#### Data for review
※
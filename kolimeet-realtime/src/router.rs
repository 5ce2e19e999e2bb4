//! Realtime change router
//!
//! One subscription manager multiplexing the change feeds of every entity
//! type into cache-invalidation signals. The mapping from entity type to
//! dependent cache keys is static and hand-maintained; any change event
//! invalidates every dependent key. This is broadcast invalidation, not a
//! precise patch — correctness favors over-invalidation (extra refetches)
//! over under-invalidation (stale views).
//!
//! Delete events can additionally surface a user-visible toast per entity
//! kind, configured through [`RouterConfig`].

use crate::feed::{ChangeOp, EntityKind, FeedScope, RecordStore};
use crate::Result;
use std::collections::HashMap;
use std::sync::Arc;
use tokio::sync::broadcast;
use tokio::task::JoinHandle;
use tracing::{debug, info};

/// A cache key the application tags queries with
pub type CacheKey = &'static str;

/// Static dependency map: which cached queries each entity type feeds
pub fn dependent_keys(kind: EntityKind) -> &'static [CacheKey] {
    match kind {
        EntityKind::Conversations => &["conversations", "unread-count"],
        EntityKind::Messages => &["conversations", "messages", "unread-count"],
        EntityKind::Listings => &["listing-search", "listing-detail", "my-listings"],
        EntityKind::Profiles => &["profile", "conversations", "reviews"],
        EntityKind::Reviews => &["reviews", "profile"],
        EntityKind::Flags => &["moderation-flags"],
    }
}

/// A cache-invalidation signal fanned out to the application
#[derive(Debug, Clone)]
pub struct Invalidation {
    /// The entity kind that changed
    pub kind: EntityKind,

    /// The change operation observed
    pub op: ChangeOp,

    /// Every cache key to invalidate
    pub keys: Vec<CacheKey>,

    /// User-visible notice, set for configured delete events
    pub toast: Option<String>,
}

/// Router configuration
#[derive(Debug, Clone, Default)]
pub struct RouterConfig {
    delete_toasts: HashMap<EntityKind, String>,
}

impl RouterConfig {
    /// Create a configuration with no toasts
    pub fn new() -> Self {
        Self::default()
    }

    /// Surface a toast when a record of `kind` is deleted
    pub fn with_delete_toast(mut self, kind: EntityKind, message: impl Into<String>) -> Self {
        self.delete_toasts.insert(kind, message.into());
        self
    }
}

/// Single subscription manager for all entity feeds
pub struct ChangeRouter {
    store: Arc<dyn RecordStore>,
    config: RouterConfig,
    tx: broadcast::Sender<Invalidation>,
    tasks: Vec<JoinHandle<()>>,
}

impl ChangeRouter {
    /// Create a router over `store`
    pub fn new(store: Arc<dyn RecordStore>, config: RouterConfig) -> Self {
        let (tx, _) = broadcast::channel(256);
        Self {
            store,
            config,
            tx,
            tasks: Vec::new(),
        }
    }

    /// Subscribe to invalidation signals
    pub fn invalidations(&self) -> broadcast::Receiver<Invalidation> {
        self.tx.subscribe()
    }

    /// Open one change feed per entity kind and start routing
    ///
    /// Idempotent across [`stop`](Self::stop)/`start` cycles; reconnection
    /// re-invokes this to re-establish every subscription.
    pub async fn start(&mut self) -> Result<()> {
        self.stop();
        for kind in EntityKind::ALL {
            let mut subscription = self.store.subscribe(FeedScope::Entity(kind)).await?;
            let tx = self.tx.clone();
            let toast = self.config.delete_toasts.get(&kind).cloned();

            self.tasks.push(tokio::spawn(async move {
                while let Some(event) = subscription.recv().await {
                    let invalidation = Invalidation {
                        kind,
                        op: event.op,
                        keys: dependent_keys(kind).to_vec(),
                        toast: match event.op {
                            ChangeOp::Delete => toast.clone(),
                            _ => None,
                        },
                    };
                    debug!(
                        "Invalidating {:?} after {:?} on {}",
                        invalidation.keys, event.op, kind
                    );
                    // No receivers is fine; signals are fire-and-forget.
                    let _ = tx.send(invalidation);
                }
                debug!("Change feed for {} closed", kind);
            }));
        }
        info!("Change router started ({} feeds)", self.tasks.len());
        Ok(())
    }

    /// Tear down every feed task and release the subscriptions
    pub fn stop(&mut self) {
        for task in self.tasks.drain(..) {
            task.abort();
        }
    }
}

impl Drop for ChangeRouter {
    fn drop(&mut self) {
        self.stop();
    }
}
※
#### Exercise aim
Your job is to set down the whole listing a second time, exactly.

#### Answer to the exercise
filename kolimeet-realtime/src/router.rs
repository 5ce2e19e999e2bb4
//! Realtime change router
//!
//! One subscription manager multiplexing the change feeds of every entity
//! type into cache-invalidation signals. The mapping from entity type to
//! dependent cache keys is static and hand-maintained; any change event
//! invalidates every dependent key. This is broadcast invalidation, not a
//! precise patch — correctness favors over-invalidation (extra refetches)
//! over under-invalidation (stale views).
//!
//! Delete events can additionally surface a user-visible toast per entity
//! kind, configured through [`RouterConfig`].

use crate::feed::{ChangeOp, EntityKind, FeedScope, RecordStore};
use crate::Result;
use std::collections::HashMap;
use std::sync::Arc;
use tokio::sync::broadcast;
use tokio::task::JoinHandle;
use tracing::{debug, info};

/// A cache key the application tags queries with
pub type CacheKey = &'static str;

/// Static dependency map: which cached queries each entity type feeds
pub fn dependent_keys(kind: EntityKind) -> &'static [CacheKey] {
    match kind {
        EntityKind::Conversations => &["conversations", "unread-count"],
        EntityKind::Messages => &["conversations", "messages", "unread-count"],
        EntityKind::Listings => &["listing-search", "listing-detail", "my-listings"],
        EntityKind::Profiles => &["profile", "conversations", "reviews"],
        EntityKind::Reviews => &["reviews", "profile"],
        EntityKind::Flags => &["moderation-flags"],
    }
}

/// A cache-invalidation signal fanned out to the application
#[derive(Debug, Clone)]
pub struct Invalidation {
    /// The entity kind that changed
    pub kind: EntityKind,

    /// The change operation observed
    pub op: ChangeOp,

    /// Every cache key to invalidate
    pub keys: Vec<CacheKey>,

    /// User-visible notice, set for configured delete events
    pub toast: Option<String>,
}

/// Router configuration
#[derive(Debug, Clone, Default)]
pub struct RouterConfig {
    delete_toasts: HashMap<EntityKind, String>,
}

impl RouterConfig {
    /// Create a configuration with no toasts
    pub fn new() -> Self {
        Self::default()
    }

    /// Surface a toast when a record of `kind` is deleted
    pub fn with_delete_toast(mut self, kind: EntityKind, message: impl Into<String>) -> Self {
        self.delete_toasts.insert(kind, message.into());
        self
    }
}

/// Single subscription manager for all entity feeds
pub struct ChangeRouter {
    store: Arc<dyn RecordStore>,
    config: RouterConfig,
    tx: broadcast::Sender<Invalidation>,
    tasks: Vec<JoinHandle<()>>,
}

impl ChangeRouter {
    /// Create a router over `store`
    pub fn new(store: Arc<dyn RecordStore>, config: RouterConfig) -> Self {
        let (tx, _) = broadcast::channel(256);
        Self {
            store,
            config,
            tx,
            tasks: Vec::new(),
        }
    }

    /// Subscribe to invalidation signals
    pub fn invalidations(&self) -> broadcast::Receiver<Invalidation> {
        self.tx.subscribe()
    }

    /// Open one change feed per entity kind and start routing
    ///
    /// Idempotent across [`stop`](Self::stop)/`start` cycles; reconnection
    /// re-invokes this to re-establish every subscription.
    pub async fn start(&mut self) -> Result<()> {
        self.stop();
        for kind in EntityKind::ALL {
            let mut subscription = self.store.subscribe(FeedScope::Entity(kind)).await?;
            let tx = self.tx.clone();
            let toast = self.config.delete_toasts.get(&kind).cloned();

            self.tasks.push(tokio::spawn(async move {
                while let Some(event) = subscription.recv().await {
                    let invalidation = Invalidation {
                        kind,
                        op: event.op,
                        keys: dependent_keys(kind).to_vec(),
                        toast: match event.op {
                            ChangeOp::Delete => toast.clone(),
                            _ => None,
                        },
                    };
                    debug!(
                        "Invalidating {:?} after {:?} on {}",
                        invalidation.keys, event.op, kind
                    );
                    // No receivers is fine; signals are fire-and-forget.
                    let _ = tx.send(invalidation);
                }
                debug!("Change feed for {} closed", kind);
            }));
        }
        info!("Change router started ({} feeds)", self.tasks.len());
        Ok(())
    }

    /// Tear down every feed task and release the subscriptions
    pub fn stop(&mut self) {
        for task in self.tasks.drain(..) {
            task.abort();
        }
    }
}

impl Drop for ChangeRouter {
    fn drop(&mut self) {
        self.stop();
    }
}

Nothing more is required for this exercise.